I thought until June 27th bass couldn't be kept?


----------



## Jim 1359 (May 25, 2015)

gph19 said:


> I thought until June 27th bass couldn't be kept?


You can keep them all year long on ladue


----------



## ostbucks98 (Apr 14, 2004)

Erie


----------



## gph19 (Apr 27, 2014)

News to me, thanks for update. Nice catch btw


----------



## coachfozz (Mar 19, 2006)

I release all fish, no matter what I catch. Now that doesn't mean you have to or the next guy. I just think there should be a slot limit for the lake is (12 to 15 whatever the lake regulates) to 19 inches. If any fish is over 19, they should be thrown back. That way the big ones stay in there to get bigger.


----------



## kayak1979 (Jul 13, 2014)

What concerns me about Ladue is not when people eat fish that can be eaten, but when I go under the causeway bridge and see a certain culture of fishermen with a metal mesh basket filled with a very large amount of very small crappie...so small you cannot even possibly get a fillet. Wish there was a size restriction on them.


----------



## Jim 1359 (May 25, 2015)

kayak1979 said:


> What concerns me about Ladue is not when people eat fish that can be eaten, but when I go under the causeway bridge and see a certain culture of fishermen with a metal mesh basket filled with a very large amount of very small crappie...so small you cannot even possibly get a fillet. Wish there was a size restriction on them.


----------



## Jim 1359 (May 25, 2015)

kayak1979 said:


> What concerns me about Ladue is not when people eat fish that can be eaten, but when I go under the causeway bridge and see a certain culture of fishermen with a metal mesh basket filled with a very large amount of very small crappie...so small you cannot even possibly get a fillet. Wish there was a size restriction on them.


Good call kayak


----------



## Jim 1359 (May 25, 2015)

Is there a size restriction on walleye at mosquito?


----------



## snag (Dec 27, 2005)

Jim 1359 said:


> Is there a size restriction on walleye at mosquito?

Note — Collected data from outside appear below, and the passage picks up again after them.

//! PDF tokenizer - lexical analysis of PDF object syntax
//!
//! Produces one token per call from a byte cursor over the full file buffer.
//! Whitespace and comments are skipped silently. String payloads are byte
//! sequences, not text: escapes and hex pairs decode at lex time into the
//! shared scratch buffer.

use crate::error::{Error, Result};

/// PDF token types
#[derive(Debug, Clone, Copy, PartialEq, Eq)]
pub enum Token {
    /// End of input
    Eof,
    /// '[' - start of array
    OpenArray,
    /// ']' - end of array
    CloseArray,
    /// '<<' - start of dictionary
    OpenDict,
    /// '>>' - end of dictionary
    CloseDict,
    /// Name (e.g., /Type)
    Name,
    /// Integer number
    Int,
    /// Real (floating point) number
    Real,
    /// String, either literal `(...)` or hex `<...>`
    String,
    /// Unrecognized bare keyword
    Keyword,
    /// 'R' - reference keyword
    R,
    /// 'true' boolean
    True,
    /// 'false' boolean
    False,
    /// 'null' value
    Null,
    /// 'obj' keyword
    Obj,
    /// 'endobj' keyword
    EndObj,
    /// 'stream' keyword
    Stream,
    /// 'endstream' keyword
    EndStream,
    /// 'xref' keyword
    Xref,
    /// 'trailer' keyword
    Trailer,
    /// 'startxref' keyword
    StartXref,
}

/// Reusable scratch buffer for token payloads
///
/// Names and keywords land in `buffer`; string payloads land in `bytes`
/// (PDF strings are arbitrary byte sequences and must not round-trip
/// through UTF-8).
#[derive(Debug)]
pub struct LexBuf {
    /// Text of the last name or keyword token
    pub buffer: String,
    /// Decoded payload of the last string token
    pub bytes: Vec<u8>,
    /// Value of the last integer token
    pub int_value: i64,
    /// Value of the last real token
    pub float_value: f64,
}

impl LexBuf {
    pub fn new() -> Self {
        Self::with_capacity(256)
    }

    pub fn with_capacity(capacity: usize) -> Self {
        Self {
            buffer: String::with_capacity(capacity),
            bytes: Vec::with_capacity(capacity),
            int_value: 0,
            float_value: 0.0,
        }
    }

    /// Clear the buffer for reuse
    pub fn clear(&mut self) {
        self.buffer.clear();
        self.bytes.clear();
        self.int_value = 0;
        self.float_value = 0.0;
    }

    pub fn as_str(&self) -> &str {
        &self.buffer
    }

    pub fn as_bytes(&self) -> &[u8] {
        &self.bytes
    }

    pub fn as_int(&self) -> i64 {
        self.int_value
    }

    pub fn as_float(&self) -> f64 {
        self.float_value
    }
}

impl Default for LexBuf {
    fn default() -> Self {
        Self::new()
    }
}

/// PDF lexer over a complete input buffer
///
/// The lexer owns the cursor; the parser saves and restores it through
/// `pos`/`set_pos` for lookahead and reads stream payloads directly from
/// `data` at the cursor.
pub struct Lexer<'a> {
    data: &'a [u8],
    pos: usize,
    token_start: usize,
}

impl<'a> Lexer<'a> {
    /// Create a new lexer at the start of a buffer
    pub fn new(data: &'a [u8]) -> Self {
        Self::new_at(data, 0)
    }

    /// Create a new lexer positioned at a byte offset
    pub fn new_at(data: &'a [u8], pos: usize) -> Self {
        Self {
            data,
            pos,
            token_start: pos,
        }
    }

    /// Full input buffer
    pub fn data(&self) -> &'a [u8] {
        self.data
    }

    /// Current cursor position
    pub fn pos(&self) -> usize {
        self.pos
    }

    /// Move the cursor (used by the parser for lookahead restore)
    pub fn set_pos(&mut self, pos: usize) {
        self.pos = pos;
    }

    /// Byte offset where the last token began, for error reporting
    pub fn token_start(&self) -> usize {
        self.token_start
    }

    /// Get the next token
    pub fn lex(&mut self, buf: &mut LexBuf) -> Result<Token> {
        buf.clear();
        self.skip_whitespace_and_comments();
        self.token_start = self.pos;

        if self.is_eof() {
            return Ok(Token::Eof);
        }

        let ch = self.data[self.pos];
        match ch {
            b'[' => {
                self.pos += 1;
                Ok(Token::OpenArray)
            }
            b']' => {
                self.pos += 1;
                Ok(Token::CloseArray)
            }
            b'<' => {
                self.pos += 1;
                if self.peek_eq(b'<') {
                    self.pos += 1;
                    Ok(Token::OpenDict)
                } else {
                    self.lex_hex_string(buf)
                }
            }
            b'>' => {
                self.pos += 1;
                if self.peek_eq(b'>') {
                    self.pos += 1;
                    Ok(Token::CloseDict)
                } else {
                    Err(Error::lex(self.token_start, "unexpected '>'"))
                }
            }
            b'/' => {
                self.pos += 1;
                self.lex_name(buf)
            }
            b'(' => {
                self.pos += 1;
                self.lex_string(buf)
            }
            b'+' | b'-' | b'.' | b'0'..=b'9' => self.lex_number(buf),
            b')' | b'{' | b'}' => Err(Error::lex(
                self.token_start,
                format!("unexpected delimiter '{}'", ch as char),
            )),
            _ => self.lex_keyword(buf),
        }
    }

    /// Skip whitespace and `%` comments without emitting anything
    pub fn skip_whitespace_and_comments(&mut self) {
        while !self.is_eof() {
            match self.data[self.pos] {
                b'\x00' | b' ' | b'\t' | b'\r' | b'\n' | b'\x0C' => {
                    self.pos += 1;
                }
                b'%' => {
                    // Comment runs to end of line
                    self.pos += 1;
                    while !self.is_eof()
                        && self.data[self.pos] != b'\n'
                        && self.data[self.pos] != b'\r'
                    {
                        self.pos += 1;
                    }
                }
                _ => break,
            }
        }
    }

    fn lex_name(&mut self, buf: &mut LexBuf) -> Result<Token> {
        while !self.is_eof() {
            let ch = self.data[self.pos];
            if Self::is_delimiter(ch) || Self::is_whitespace(ch) {
                break;
            }
            if ch == b'#' {
                // #XX hex escape; a '#' not followed by two hex digits is
                // taken literally, matching common reader leniency
                let hi = self.data.get(self.pos + 1).copied();
                let lo = self.data.get(self.pos + 2).copied();
                if let (Some(hi), Some(lo)) = (hex_digit(hi), hex_digit(lo)) {
                    buf.buffer.push((hi * 16 + lo) as char);
                    self.pos += 3;
                    continue;
                }
            }
            buf.buffer.push(ch as char);
            self.pos += 1;
        }
        Ok(Token::Name)
    }

    fn lex_string(&mut self, buf: &mut LexBuf) -> Result<Token> {
        let start = self.token_start;
        let mut depth = 1;
        while !self.is_eof() {
            let ch = self.data[self.pos];
            self.pos += 1;

            match ch {
                b'(' => {
                    depth += 1;
                    buf.bytes.push(b'(');
                }
                b')' => {
                    depth -= 1;
                    if depth == 0 {
                        return Ok(Token::String);
                    }
                    buf.bytes.push(b')');
                }
                b'\\' => {
                    if self.is_eof() {
                        break;
                    }
                    let next = self.data[self.pos];
                    self.pos += 1;
                    match next {
                        b'n' => buf.bytes.push(b'\n'),
                        b'r' => buf.bytes.push(b'\r'),
                        b't' => buf.bytes.push(b'\t'),
                        b'b' => buf.bytes.push(b'\x08'),
                        b'f' => buf.bytes.push(b'\x0C'),
                        b'(' => buf.bytes.push(b'('),
                        b')' => buf.bytes.push(b')'),
                        b'\\' => buf.bytes.push(b'\\'),
                        b'0'..=b'7' => {
                            // Octal escape, up to three digits, high bits dropped
                            let mut octal = (next - b'0') as u32;
                            for _ in 0..2 {
                                match self.data.get(self.pos) {
                                    Some(d @ b'0'..=b'7') => {
                                        octal = octal * 8 + (d - b'0') as u32;
                                        self.pos += 1;
                                    }
                                    _ => break,
                                }
                            }
                            buf.bytes.push((octal & 0xFF) as u8);
                        }
                        b'\r' => {
                            // Line continuation
                            if self.peek_eq(b'\n') {
                                self.pos += 1;
                            }
                        }
                        b'\n' => {}
                        _ => buf.bytes.push(next),
                    }
                }
                b'\r' => {
                    // Unescaped EOL inside a string reads as a single LF
                    if self.peek_eq(b'\n') {
                        self.pos += 1;
                    }
                    buf.bytes.push(b'\n');
                }
                _ => buf.bytes.push(ch),
            }
        }
        Err(Error::lex(start, "unterminated literal string"))
    }

    fn lex_hex_string(&mut self, buf: &mut LexBuf) -> Result<Token> {
        let start = self.token_start;
        let mut pending: Option<u8> = None;
        while !self.is_eof() {
            let ch = self.data[self.pos];
            self.pos += 1;
            if ch == b'>' {
                // Odd digit count pads the final byte with 0
                if let Some(hi) = pending {
                    buf.bytes.push(hi * 16);
                }
                return Ok(Token::String);
            }
            if Self::is_whitespace(ch) {
                continue;
            }
            match hex_digit(Some(ch)) {
                Some(digit) => match pending.take() {
                    Some(hi) => buf.bytes.push(hi * 16 + digit),
                    None => pending = Some(digit),
                },
                None => {
                    return Err(Error::lex(
                        self.pos - 1,
                        format!("invalid hex digit '{}'", ch as char),
                    ));
                }
            }
        }
        Err(Error::lex(start, "unterminated hex string"))
    }

    fn lex_number(&mut self, buf: &mut LexBuf) -> Result<Token> {
        let start = self.pos;
        let mut is_real = false;

        if self.peek_eq(b'+') || self.peek_eq(b'-') {
            buf.buffer.push(self.data[self.pos] as char);
            self.pos += 1;
        }

        while !self.is_eof() && self.data[self.pos].is_ascii_digit() {
            buf.buffer.push(self.data[self.pos] as char);
            self.pos += 1;
        }

        if !self.is_eof() && self.data[self.pos] == b'.' {
            is_real = true;
            buf.buffer.push('.');
            self.pos += 1;

            while !self.is_eof() && self.data[self.pos].is_ascii_digit() {
                buf.buffer.push(self.data[self.pos] as char);
                self.pos += 1;
            }
        }

        if is_real {
            buf.float_value = buf
                .buffer
                .parse()
                .map_err(|_| Error::lex(start, format!("invalid real '{}'", buf.buffer)))?;
            Ok(Token::Real)
        } else {
            buf.int_value = buf
                .buffer
                .parse()
                .map_err(|_| Error::lex(start, format!("invalid integer '{}'", buf.buffer)))?;
            Ok(Token::Int)
        }
    }

    fn lex_keyword(&mut self, buf: &mut LexBuf) -> Result<Token> {
        while !self.is_eof() {
            let ch = self.data[self.pos];
            if Self::is_delimiter(ch) || Self::is_whitespace(ch) {
                break;
            }
            buf.buffer.push(ch as char);
            self.pos += 1;
        }

        match buf.buffer.as_str() {
            "R" => Ok(Token::R),
            "true" => Ok(Token::True),
            "false" => Ok(Token::False),
            "null" => Ok(Token::Null),
            "obj" => Ok(Token::Obj),
            "endobj" => Ok(Token::EndObj),
            "stream" => Ok(Token::Stream),
            "endstream" => Ok(Token::EndStream),
            "xref" => Ok(Token::Xref),
            "trailer" => Ok(Token::Trailer),
            "startxref" => Ok(Token::StartXref),
            _ => Ok(Token::Keyword),
        }
    }

    fn is_eof(&self) -> bool {
        self.pos >= self.data.len()
    }

    fn peek_eq(&self, ch: u8) -> bool {
        self.pos < self.data.len() && self.data[self.pos] == ch
    }

    /// PDF delimiter characters
    pub fn is_delimiter(ch: u8) -> bool {
        matches!(
            ch,
            b'(' | b')' | b'<' | b'>' | b'[' | b']' | b'{' | b'}' | b'/' | b'%'
        )
    }

    /// PDF whitespace characters
    pub fn is_whitespace(ch: u8) -> bool {
        matches!(ch, b'\x00' | b' ' | b'\t' | b'\r' | b'\n' | b'\x0C')
    }

    /// Regular characters: anything that is neither whitespace nor delimiter
    pub fn is_regular(ch: u8) -> bool {
        !Self::is_delimiter(ch) && !Self::is_whitespace(ch)
    }
}

fn hex_digit(ch: Option<u8>) -> Option<u8> {
    match ch? {
        d @ b'0'..=b'9' => Some(d - b'0'),
        d @ b'a'..=b'f' => Some(d - b'a' + 10),
        d @ b'A'..=b'F' => Some(d - b'A' + 10),
        _ => None,
    }
}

No size limit at mosquito, the state has this lake as a put and take type lake, still should be at least 14-15 inch size to save the little guys going home. But it probably won't change been that way for a long time.


----------



## P.A.T. (Oct 12, 2014)

Both tasted good!


----------



## murphy13 (Jun 30, 2013)

Bass on the grill is awesome! Butter, cayenne, and lemon pepper! I like the taste better than walleye.


----------



## creekcrawler (Oct 5, 2004)

Wow. I expected the villagers to come out with pitchforks and torches.....


----------



## Jim 1359 (May 25, 2015)

Slammed the bass on ladue, we got 6 fish from 12"-15" and a 21"er and a 22"er


----------



## Jim 1359 (May 25, 2015)

Are the crappie hitting pretty good still, or did it slow down?


----------



## gph19 (Apr 27, 2014)

When murphy13?


----------



## murphy13 (Jun 30, 2013)

gph19 said:


> When murphy13?


When what?


----------



## Jim 1359 (May 25, 2015)

Busted 6 largemouth, 12"-17" with my dad


----------



## Jim 1359 (May 25, 2015)

2 hours of f


Jim 1359 said:


> Busted 6 largemouth, 12"-17" with my dad


fishing


----------



## Jim 1359 (May 25, 2015)

Jim 1359 said:


> 2 hours of f
> 
> fishing


If we had another hour we would've limited out. Lost a bunch of keepers too.


----------



## Jim 1359 (May 25, 2015)

Gonna getem again this weekend


----------



## tr-196 (Oct 17, 2008)

Jim 1359 said:


> Gonna getem again this weekend


Oh.......yummy. Seriously? Eating bass? Those fish are only about 8-10 years old....no big deal. How about eating some crappies, bluegills, perch or walleye? They taste far better and are more abundant. Yes, I am a tournament fisherman and it does make me sick to see this picture. Mortality rates? That all depends on how the fish are handled after they have been caught and released. Oh well, keep on eating those bass, and one day you will be wondering what ever happen to those big bass we used to catch?


----------



## snag (Dec 27, 2005)

Here we go again! Old news keep bass or CR , perfectly legal to keep your legal limit , tourney guys don't want to hear that, cuts into the winnings on la due if the bass go home. But that's the way it is or bass would be protected , why not work on a slot limit on bass so the ones u like to catch would be still there, and others could be kept , just imagine the fish kept u don't see on the ogf site , it's a lost cause you all have every right to do and believe in your own case, but it won't change a thing. Sorry .


----------



## Bad Bub (Jan 17, 2006)

I'm a tournament guy too, and I enjoy a few "bass meals" each year as well. No problem in my eyes. Make some room so those young and dumb ones can grow up too.
A largemouth is one of the most widespread, adaptable and populated fish in the country. They are in no way shape or form in danger of over harvest.


----------



## chrisrf815 (Jul 6, 2014)

Man 


tr-196 said:


> Oh.......yummy. Seriously? Eating bass? Those fish are only about 8-10 years old....no big deal. How about eating some crappies, bluegills, perch or walleye? They taste far better and are more abundant. Yes, I am a tournament fisherman and it does make me sick to see this picture. Mortality rates? That all depends on how the fish are handled after they have been caught and released. Oh well, keep on eating those bass, and one day you will be wondering what ever happen to those big bass we used to catch?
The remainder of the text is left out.